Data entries
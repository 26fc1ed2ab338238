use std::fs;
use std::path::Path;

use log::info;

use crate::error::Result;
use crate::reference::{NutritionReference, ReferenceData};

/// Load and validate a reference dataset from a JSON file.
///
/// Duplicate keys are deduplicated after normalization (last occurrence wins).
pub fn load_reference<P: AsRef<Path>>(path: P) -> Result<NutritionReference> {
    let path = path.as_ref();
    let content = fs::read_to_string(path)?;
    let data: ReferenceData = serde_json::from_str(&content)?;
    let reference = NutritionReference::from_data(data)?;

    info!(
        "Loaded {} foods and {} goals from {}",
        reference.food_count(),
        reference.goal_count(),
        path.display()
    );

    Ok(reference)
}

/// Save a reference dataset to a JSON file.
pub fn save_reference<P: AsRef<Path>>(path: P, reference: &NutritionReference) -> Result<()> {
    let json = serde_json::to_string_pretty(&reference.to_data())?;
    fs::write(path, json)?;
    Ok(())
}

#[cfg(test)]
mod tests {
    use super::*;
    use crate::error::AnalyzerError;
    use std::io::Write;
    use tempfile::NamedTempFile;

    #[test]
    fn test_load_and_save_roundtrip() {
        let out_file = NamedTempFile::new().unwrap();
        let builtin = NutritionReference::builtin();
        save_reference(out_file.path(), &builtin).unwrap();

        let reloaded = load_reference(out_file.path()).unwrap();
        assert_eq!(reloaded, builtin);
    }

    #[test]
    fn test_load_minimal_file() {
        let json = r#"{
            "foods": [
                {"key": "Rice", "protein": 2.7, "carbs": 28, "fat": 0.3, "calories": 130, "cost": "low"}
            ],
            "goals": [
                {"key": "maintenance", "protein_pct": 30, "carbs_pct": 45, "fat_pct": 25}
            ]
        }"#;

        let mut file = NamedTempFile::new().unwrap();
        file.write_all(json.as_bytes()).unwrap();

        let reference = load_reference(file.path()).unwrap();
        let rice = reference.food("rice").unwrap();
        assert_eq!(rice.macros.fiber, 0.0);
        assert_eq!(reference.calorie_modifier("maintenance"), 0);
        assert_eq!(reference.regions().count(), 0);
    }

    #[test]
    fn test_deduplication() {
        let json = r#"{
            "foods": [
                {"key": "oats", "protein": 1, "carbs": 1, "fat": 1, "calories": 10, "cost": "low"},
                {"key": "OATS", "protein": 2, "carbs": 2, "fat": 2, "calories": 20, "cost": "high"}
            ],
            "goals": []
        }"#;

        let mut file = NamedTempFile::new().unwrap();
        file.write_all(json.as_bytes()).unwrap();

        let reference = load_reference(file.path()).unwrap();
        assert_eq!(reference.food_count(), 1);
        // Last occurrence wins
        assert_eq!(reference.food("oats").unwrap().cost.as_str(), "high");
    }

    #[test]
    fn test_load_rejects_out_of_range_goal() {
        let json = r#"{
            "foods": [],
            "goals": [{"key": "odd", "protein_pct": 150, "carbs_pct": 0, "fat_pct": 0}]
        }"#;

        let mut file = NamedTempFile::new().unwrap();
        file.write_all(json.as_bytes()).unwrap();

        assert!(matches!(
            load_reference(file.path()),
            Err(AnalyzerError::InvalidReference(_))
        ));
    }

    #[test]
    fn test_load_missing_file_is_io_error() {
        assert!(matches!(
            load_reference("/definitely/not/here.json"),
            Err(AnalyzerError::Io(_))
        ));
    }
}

**Exercise details**
Check each line of the records for the word "dataset", and show the lines that contain it.

**Expected answer**
/// Load and validate a reference dataset from a JSON file.
/// Save a reference dataset to a JSON file.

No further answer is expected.